(Collected data)
++++++++

//! # Metrics Store
//!
//! ## Responsibility
//! Keep a bounded, per-metric history of observed values and compute summary
//! statistics (mean, stddev, min/max, percentiles, expected range) over the
//! current window.
//!
//! ## Guarantees
//! - Bounded memory: each window holds at most `window_size` samples,
//!   oldest evicted first
//! - O(window) statistics, computed on demand from a snapshot
//!
//! ## NOT Responsible For
//! - Synchronization: the anomaly detector owns a store behind its own lock
//!   so append-and-detect runs as a single atomic unit per caller
//! - Flagging anomalies (see [`super::anomaly`])

use std::collections::{HashMap, VecDeque};

use serde::{Deserialize, Serialize};

// ─── Records ─────────────────────────────────────────────────────────────────

/// A single observed metric reading.
#[derive(Debug, Clone, PartialEq, Serialize, Deserialize)]
pub struct MetricSample {
    /// Name of the observed metric.
    pub metric: String,
    /// Observed value.
    pub value: f64,
    /// Unix timestamp (seconds) when the sample was recorded.
    pub timestamp_secs: u64,
    /// Optional free-form annotation (e.g. the emitting host or build).
    pub context: Option<String>,
}

/// Summary statistics over a metric's current window.
#[derive(Debug, Clone, PartialEq, Serialize, Deserialize)]
pub struct MetricStats {
    /// The metric these statistics describe.
    pub metric: String,
    /// Number of samples in the window.
    pub count: usize,
    /// Arithmetic mean.
    pub mean: f64,
    /// Population standard deviation.
    pub stddev: f64,
    /// Smallest value in the window.
    pub min: f64,
    /// Largest value in the window.
    pub max: f64,
    /// 25th percentile (nearest rank).
    pub p25: f64,
    /// 50th percentile (nearest rank).
    pub p50: f64,
    /// 75th percentile (nearest rank).
    pub p75: f64,
    /// 95th percentile (nearest rank).
    pub p95: f64,
    /// 99th percentile (nearest rank).
    pub p99: f64,
    /// Lower edge of the expected range, `mean - k * stddev`.
    pub expected_min: f64,
    /// Upper edge of the expected range, `mean + k * stddev`.
    pub expected_max: f64,
}

// ─── MetricsStore ────────────────────────────────────────────────────────────

/// Bounded per-metric sample history.
#[derive(Debug)]
pub struct MetricsStore {
    window_size: usize,
    windows: HashMap<String, VecDeque<MetricSample>>,
}

impl MetricsStore {
    /// Create a store whose windows retain at most `window_size` samples.
    /// A zero size is treated as 1.
    pub fn new(window_size: usize) -> Self {
        Self {
            window_size: window_size.max(1),
            windows: HashMap::new(),
        }
    }

    /// Append a sample to the metric's window, evicting the oldest sample
    /// once the window is full.
    pub fn append(
        &mut self,
        metric: &str,
        value: f64,
        timestamp_secs: u64,
        context: Option<String>,
    ) {
        let window = self.windows.entry(metric.to_string()).or_default();
        window.push_back(MetricSample {
            metric: metric.to_string(),
            value,
            timestamp_secs,
            context,
        });
        while window.len() > self.window_size {
            window.pop_front();
        }
    }

    /// Number of samples currently retained for `metric`.
    pub fn len(&self, metric: &str) -> usize {
        self.windows.get(metric).map_or(0, VecDeque::len)
    }

    /// Whether no samples are retained for `metric`.
    pub fn is_empty(&self, metric: &str) -> bool {
        self.len(metric) == 0
    }

    /// Mean and population standard deviation over the current window, or
    /// `None` if the metric has no samples.
    pub fn mean_stddev(&self, metric: &str) -> Option<(f64, f64)> {
        let window = self.windows.get(metric)?;
        if window.is_empty() {
            return None;
        }
        let values: Vec<f64> = window.iter().map(|s| s.value).collect();
        Some(mean_stddev(&values))
    }

    /// Summary statistics for `metric`, with the expected range set to
    /// `mean ± range_factor * stddev`. Returns `None` for an empty window.
    pub fn stats(&self, metric: &str, range_factor: f64) -> Option<MetricStats> {
        let window = self.windows.get(metric)?;
        if window.is_empty() {
            return None;
        }

        let mut values: Vec<f64> = window.iter().map(|s| s.value).collect();
        let (mean, stddev) = mean_stddev(&values);
        values.sort_unstable_by(f64::total_cmp);
        let count = values.len();

        Some(MetricStats {
            metric: metric.to_string(),
            count,
            mean,
            stddev,
            min: values[0],
            max: values[count - 1],
            p25: percentile(&values, 0.25),
            p50: percentile(&values, 0.50),
            p75: percentile(&values, 0.75),
            p95: percentile(&values, 0.95),
            p99: percentile(&values, 0.99),
            expected_min: mean - range_factor * stddev,
            expected_max: mean + range_factor * stddev,
        })
    }

    /// All metric names with at least one retained sample, sorted.
    pub fn metric_names(&self) -> Vec<String> {
        let mut names: Vec<String> = self
            .windows
            .iter()
            .filter(|(_, w)| !w.is_empty())
            .map(|(name, _)| name.clone())
            .collect();
        names.sort();
        names
    }

    /// Total number of samples retained across all windows.
    pub fn sample_count(&self) -> usize {
        self.windows.values().map(VecDeque::len).sum()
    }
}

// ─── Free helpers ────────────────────────────────────────────────────────────

/// Mean and population standard deviation of a non-empty slice.
fn mean_stddev(values: &[f64]) -> (f64, f64) {
    let n = values.len() as f64;
    let mean = values.iter().sum::<f64>() / n;
    let variance = values.iter().map(|v| (v - mean).powi(2)).sum::<f64>() / n;
    (mean, variance.sqrt())
}

/// Nearest-rank percentile over a sorted, non-empty slice.
fn percentile(sorted: &[f64], q: f64) -> f64 {
    let n = sorted.len();
    sorted[((n as f64 * q).ceil() as usize).saturating_sub(1).min(n - 1)]
}

// ─── Tests ───────────────────────────────────────────────────────────────────

#[cfg(test)]
mod tests {
    use super::*;

    fn filled_store(metric: &str, values: &[f64]) -> MetricsStore {
        let mut store = MetricsStore::new(1_000);
        for (i, &v) in values.iter().enumerate() {
            store.append(metric, v, i as u64, None);
        }
        store
    }

    // ── Windowing ────────────────────────────────────────────────────────────

    #[test]
    fn test_append_bounded_by_window_size() {
        let mut store = MetricsStore::new(10);
        for i in 0..100 {
            store.append("latency", i as f64, i, None);
        }
        assert_eq!(store.len("latency"), 10);
    }

    #[test]
    fn test_eviction_drops_oldest_first() {
        let mut store = MetricsStore::new(3);
        for v in [1.0, 2.0, 3.0, 4.0] {
            store.append("m", v, 0, None);
        }
        let stats = store.stats("m", 0.0).unwrap();
        assert_eq!(stats.min, 2.0);
        assert_eq!(stats.max, 4.0);
    }

    #[test]
    fn test_zero_window_size_retains_one_sample() {
        let mut store = MetricsStore::new(0);
        store.append("m", 1.0, 0, None);
        store.append("m", 2.0, 1, None);
        assert_eq!(store.len("m"), 1);
    }

    #[test]
    fn test_windows_are_independent_per_metric() {
        let mut store = MetricsStore::new(100);
        store.append("a", 10.0, 0, None);
        store.append("b", 99.0, 0, None);
        assert_eq!(store.stats("a", 0.0).unwrap().mean, 10.0);
        assert_eq!(store.stats("b", 0.0).unwrap().mean, 99.0);
    }

    #[test]
    fn test_len_and_is_empty_for_unknown_metric() {
        let store = MetricsStore::new(10);
        assert_eq!(store.len("ghost"), 0);
        assert!(store.is_empty("ghost"));
    }

    // ── Statistics ───────────────────────────────────────────────────────────

    #[test]
    fn test_mean_and_stddev() {
        let store = filled_store("m", &[10.0, 20.0, 30.0]);
        let (mean, stddev) = store.mean_stddev("m").unwrap();
        assert!((mean - 20.0).abs() < 1e-10);
        // population stddev of [10, 20, 30] = sqrt(200/3) ≈ 8.165
        assert!((stddev - (200.0f64 / 3.0).sqrt()).abs() < 1e-10);
    }

    #[test]
    fn test_stats_percentiles_nearest_rank() {
        let values: Vec<f64> = (1..=100).map(f64::from).collect();
        let store = filled_store("m", &values);
        let stats = store.stats("m", 3.0).unwrap();
        assert_eq!(stats.p25, 25.0);
        assert_eq!(stats.p50, 50.0);
        assert_eq!(stats.p75, 75.0);
        assert_eq!(stats.p95, 95.0);
        assert_eq!(stats.p99, 99.0);
        assert_eq!(stats.min, 1.0);
        assert_eq!(stats.max, 100.0);
        assert_eq!(stats.count, 100);
    }

    #[test]
    fn test_stats_expected_range_uses_factor() {
        let store = filled_store("m", &[10.0, 20.0, 30.0]);
        let stats = store.stats("m", 2.0).unwrap();
        assert!((stats.expected_min - (stats.mean - 2.0 * stats.stddev)).abs() < 1e-10);
        assert!((stats.expected_max - (stats.mean + 2.0 * stats.stddev)).abs() < 1e-10);
    }

    #[test]
    fn test_stats_single_sample() {
        let store = filled_store("m", &[42.0]);
        let stats = store.stats("m", 3.0).unwrap();
        assert_eq!(stats.mean, 42.0);
        assert_eq!(stats.stddev, 0.0);
        assert_eq!(stats.p50, 42.0);
        assert_eq!(stats.p99, 42.0);
        assert_eq!(stats.expected_min, 42.0);
        assert_eq!(stats.expected_max, 42.0);
    }

    #[test]
    fn test_stats_unknown_metric_is_none() {
        let store = MetricsStore::new(10);
        assert!(store.stats("ghost", 3.0).is_none());
        assert!(store.mean_stddev("ghost").is_none());
    }

    // ── Introspection ────────────────────────────────────────────────────────

    #[test]
    fn test_metric_names_sorted() {
        let mut store = MetricsStore::new(10);
        store.append("zeta", 1.0, 0, None);
        store.append("alpha", 1.0, 0, None);
        assert_eq!(store.metric_names(), vec!["alpha", "zeta"]);
    }

    #[test]
    fn test_sample_count_across_metrics() {
        let mut store = MetricsStore::new(10);
        store.append("a", 1.0, 0, None);
        store.append("a", 2.0, 1, None);
        store.append("b", 3.0, 2, None);
        assert_eq!(store.sample_count(), 3);
    }

    #[test]
    fn test_sample_serde_round_trip() {
        let sample = MetricSample {
            metric: "m".to_string(),
            value: 1.0,
            timestamp_secs: 5,
            context: Some("canary".to_string()),
        };
        let json = serde_json::to_string(&sample).unwrap();
        let back: MetricSample = serde_json::from_str(&json).unwrap();
        assert_eq!(sample, back);
    }
}
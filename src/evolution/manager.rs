//! # Evolution Manager
//!
//! ## Responsibility
//! Drive one optimization cycle end to end: build a population around the
//! current genome, fan candidate evaluation out to a bounded worker pool,
//! select a winner, decide acceptance, and (when configured) deploy the
//! winner through the registry's compare-and-swap.
//!
//! ## Guarantees
//! - Slot 0 of every population is the unchanged current genome, so the
//!   incumbent always competes (elitism)
//! - Fitness results are memoized by genome hash within a cycle; identical
//!   candidates are never re-evaluated
//! - A fault or timeout on one candidate excludes only that candidate; a
//!   fault on the baseline fails the whole cycle
//! - A rejected or failed cycle leaves the registry untouched
//! - Every cycle, terminal in any state, lands in the append-only history
//!
//! ## NOT Responsible For
//! - Scoring genomes (injected via [`super::evaluators`])
//! - Deciding whether evolution is allowed (see [`crate::governor`])

use std::{
    collections::{BTreeMap, HashSet},
    sync::{Arc, Mutex},
    time::Duration,
};

use thiserror::Error;
use tokio::sync::Semaphore;

use crate::{
    clock::Clock,
    config::EvolutionConfig,
    genome::{ComponentGenome, GenomeRegistry, RegistryError},
    governor::EvolutionGovernor,
};

use super::{
    cycle::{CandidateFault, CycleStatus, EvolutionCycle, FaultStage},
    evaluators::{EvaluatorRegistry, FitnessEvaluator, SafetyReport, SafetyValidator},
    operators::{self, XorShiftRng},
};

++++++++

== Task goal ==
The answer must consist of each line from the entries that contains the string "variance".

== Result below ==
    let variance = values.iter().map(|v| (v - mean).powi(2)).sum::<f64>() / n;
    (mean, variance.sqrt())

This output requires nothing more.